The obstruction that necessitates the use of a traffic barricade may be excavations, construction, roadblocks, debris, crime scenes, restricted areas, or other hazards.

== Types of barricades ==
- The A-frame barricade or parade barricade resembles a sawhorse with a brightly painted top rail.
- The Type I (or II) barricade also known as a waffle-board barricade resembles a sawhorse that can be folded flat. Type I indicates sheeting on top; Type II has sheeting on top and bottom.
- The Type III barricade has multiple rails supported by two end posts.
Type I, II and III barricades are commonly used for road detours and closings where vehicles are present.

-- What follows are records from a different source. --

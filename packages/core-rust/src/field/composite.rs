//! Composite fields: named sub-fields parsed together, with required-ness
//! derived from what was actually entered.

use std::collections::BTreeMap;

use serde::{Deserialize, Serialize};

use super::{Field, FieldKind, FieldState, FieldValue};
use crate::config::ParseContext;
use crate::source::{Submission, Submitted};

/// Makes the other sub-fields depend on the item chosen in `controller`.
///
/// When the chosen item's payload `flag` is false the dependents are
/// skipped. When it is true (or absent) the dependents are parsed even if
/// not submitted, and the composite becomes required.
#[derive(Debug, Clone, PartialEq, Eq, Serialize, Deserialize)]
pub struct Gate {
    pub controller: String,
    pub flag: String,
}

#[derive(Debug, Clone, Default)]
pub struct Composite {
    fields: Vec<(String, Field)>,
    gate: Option<Gate>,
    derived_required: bool,
}

impl Composite {
    #[must_use]
    pub fn new() -> Self {
        Self::default()
    }

    #[must_use]
    pub fn with_field(mut self, key: impl Into<String>, field: Field) -> Self {
        self.fields.push((key.into(), field));
        self
    }

    #[must_use]
    pub fn with_gate(mut self, gate: Gate) -> Self {
        self.gate = Some(gate);
        self
    }

    #[must_use]
    pub fn gate(&self) -> Option<&Gate> {
        self.gate.as_ref()
    }

    pub fn fields(&self) -> impl Iterator<Item = (&str, &Field)> {
        self.fields.iter().map(|(k, f)| (k.as_str(), f))
    }

    pub(super) fn fields_mut(&mut self) -> impl Iterator<Item = (&str, &mut Field)> {
        self.fields.iter_mut().map(|(k, f)| (k.as_str(), f))
    }

    #[must_use]
    pub fn field(&self, key: &str) -> Option<&Field> {
        self.fields.iter().find(|(k, _)| k == key).map(|(_, f)| f)
    }

    fn field_mut(&mut self, key: &str) -> Option<&mut Field> {
        self.fields
            .iter_mut()
            .find(|(k, _)| k == key)
            .map(|(_, f)| f)
    }

    /// Required-ness computed by the last parse.
    #[must_use]
    pub fn derived_required(&self) -> bool {
        self.derived_required
    }

    /// `None` without a gate; otherwise whether the dependents apply.
    #[must_use]
    pub fn gate_open(&self) -> Option<bool> {
        let gate = self.gate.as_ref()?;
        let controller = self.field(&gate.controller)?;
        let open = match (controller.kind.choices(), controller.value()) {
            (Some(choices), Some(FieldValue::Key(key))) => choices
                .get(key)
                .and_then(|c| c.as_item())
                .and_then(|item| item.flag(&gate.flag))
                .unwrap_or(true),
            _ => false,
        };
        Some(open)
    }

    fn is_dependent(&self, key: &str) -> bool {
        self.gate.as_ref().is_some_and(|g| g.controller != key)
    }

    /// First required sub-field that failed, among those that apply.
    pub(super) fn first_missing(&self) -> Option<&Field> {
        let open = self.gate_open();
        self.fields
            .iter()
            .filter(|(key, _)| open != Some(false) || !self.is_dependent(key))
            .map(|(_, f)| f)
            .find(|f| f.required() && !f.is_valid_state())
    }

    pub(super) fn reset(&mut self) {
        self.derived_required = false;
        for (_, field) in &mut self.fields {
            field.reset();
        }
    }

    pub(super) fn html_value(&self) -> String {
        self.fields
            .iter()
            .map(|(_, f)| f.html_value())
            .filter(|v| !v.is_empty())
            .collect::<Vec<_>>()
            .join(" ")
    }

    fn values(&self) -> BTreeMap<String, FieldValue> {
        self.fields
            .iter()
            .filter_map(|(key, f)| f.value().map(|v| (key.clone(), v.clone())))
            .collect()
    }

    fn inputs(&self) -> Vec<String> {
        self.fields
            .iter()
            .map(|(_, f)| match f.state() {
                FieldState::Invalid(raw) => raw.display(),
                _ => f.choice().map(|p| p.display()).unwrap_or_default(),
            })
            .collect()
    }
}

/// Folds one parsed sub-field into the composite's running verdict.
fn tally(sub: &Field, ok: bool, required: &mut bool, all_required_valid: &mut bool) {
    if !sub.required() {
        return;
    }
    if !ok {
        *all_required_valid = false;
    } else if sub.has_value() {
        *required = true;
    }
}

impl Field {
    /// A composite is valid if no sub-field made it required, or if every
    /// required sub-field is valid.
    pub(super) fn parse_composite(&mut self, source: &Submission, ctx: &ParseContext) -> bool {
        let mut required = self.required;
        let mut all_required_valid = true;
        let FieldKind::Composite(composite) = &mut self.kind else {
            return false;
        };
        composite.derived_required = false;

        let gate = composite.gate.clone();
        let open = match &gate {
            Some(gate) => {
                if let Some(controller) = composite.field_mut(&gate.controller) {
                    // A required composite always needs its controller chosen.
                    if required || controller.is_present(source) {
                        let ok = controller.parse_value(source, ctx);
                        tally(controller, ok, &mut required, &mut all_required_valid);
                        if required && !controller.has_value() {
                            all_required_valid = false;
                        }
                    } else {
                        controller.reset();
                    }
                }
                composite.gate_open()
            }
            None => None,
        };

        for (key, sub) in &mut composite.fields {
            if gate.as_ref().is_some_and(|g| g.controller == *key) {
                continue;
            }
            match open {
                Some(false) => sub.reset(),
                Some(true) => {
                    let ok = sub.parse_value(source, ctx);
                    tally(sub, ok, &mut required, &mut all_required_valid);
                }
                None => {
                    if sub.is_present(source) {
                        let ok = sub.parse_value(source, ctx);
                        tally(sub, ok, &mut required, &mut all_required_valid);
                    }
                }
            }
        }
        if open == Some(true) {
            required = true;
        }

        let valid = all_required_valid || !required;
        composite.derived_required = required;
        self.state = if valid {
            let values = composite.values();
            if values.is_empty() {
                FieldState::Empty
            } else {
                FieldState::Valid(FieldValue::Composite(values))
            }
        } else {
            FieldState::Invalid(Submitted::List(composite.inputs()))
        };
        valid
    }
}

#[cfg(test)]
mod tests {
    use super::*;
    use crate::choice::{ChoiceItem, Choices};
    use crate::field::TimeRange;

    fn meeting() -> Field {
        let room = Field::new("room", FieldKind::menu(Choices::from_labels(["A", "B"])));
        let time = Field::new(
            "meet_time",
            FieldKind::time_menu("meet_time", TimeRange::new(9.0, 17.0, 1.0)).unwrap(),
        )
        .with_description("Time");
        Field::new(
            "meeting",
            FieldKind::Composite(
                Composite::new()
                    .with_field("room", room)
                    .with_field("time", time),
            ),
        )
        .optional()
    }

    fn parse(field: &mut Field, pairs: &[(&str, &str)]) -> bool {
        let source = Submission::from_pairs(pairs.iter().copied());
        field.parse_value(&source, &ParseContext::default())
    }

    #[test]
    fn optional_composite_left_blank_is_valid() {
        let mut field = meeting();
        assert!(parse(&mut field, &[]));
        assert_eq!(field.state(), &FieldState::Empty);
        assert!(!field.required());
    }

    #[test]
    fn one_required_sub_value_makes_all_required() {
        let mut field = meeting();
        assert!(!parse(&mut field, &[("room", "A"), ("meet_time", "")]));
        assert!(field.required());
        assert_eq!(
            field.error_message(),
            "You must specify Time for Meeting."
        );
    }

    #[test]
    fn complete_composite_collects_values() {
        let mut field = meeting();
        assert!(parse(&mut field, &[("room", "B"), ("meet_time", "2")]));
        let Some(FieldValue::Composite(values)) = field.value() else {
            panic!("expected composite value");
        };
        assert_eq!(values.len(), 2);
        assert_eq!(field.html_value(), "B 11:00am");
    }

    #[test]
    fn gate_closed_skips_dependents() {
        let mut classes = Choices::new();
        classes.insert("swim", ChoiceItem::new("swim").with_payload("daytime", false));
        classes.insert("yoga", ChoiceItem::new("yoga"));
        let composite = Composite::new()
            .with_field("class", Field::new("c_class", FieldKind::menu_item(classes)).optional())
            .with_field("day", Field::new("c_day", FieldKind::menu(Choices::from_labels(["Monday"]))))
            .with_gate(Gate {
                controller: "class".into(),
                flag: "daytime".into(),
            });
        let mut field = Field::new("c", FieldKind::Composite(composite)).optional();

        assert!(parse(&mut field, &[("c_class", "swim"), ("c_day", "Monday")]));
        assert!(!field.required());
        assert!(!field.sub_field("day").unwrap().has_value());

        assert!(!parse(&mut field, &[("c_class", "yoga")]));
        assert!(field.required());
        assert_eq!(field.error_message(), "You must specify C Day for C.");

        assert!(parse(&mut field, &[("c_class", "yoga"), ("c_day", "Monday")]));
    }
}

A-frame barricades are more typically seen where pedestrian traffic control is needed or used on low speed roads.

In addition to the more traditional traffic barricades mentioned above, there are several other categories of barricades that get used regularly for traffic channelization, including Jersey barriers, traffic barrels, and vertical panels. Depending on space and need, all of these categories are listed as acceptable barricade devices in the Manual on Uniform Traffic Control Devices.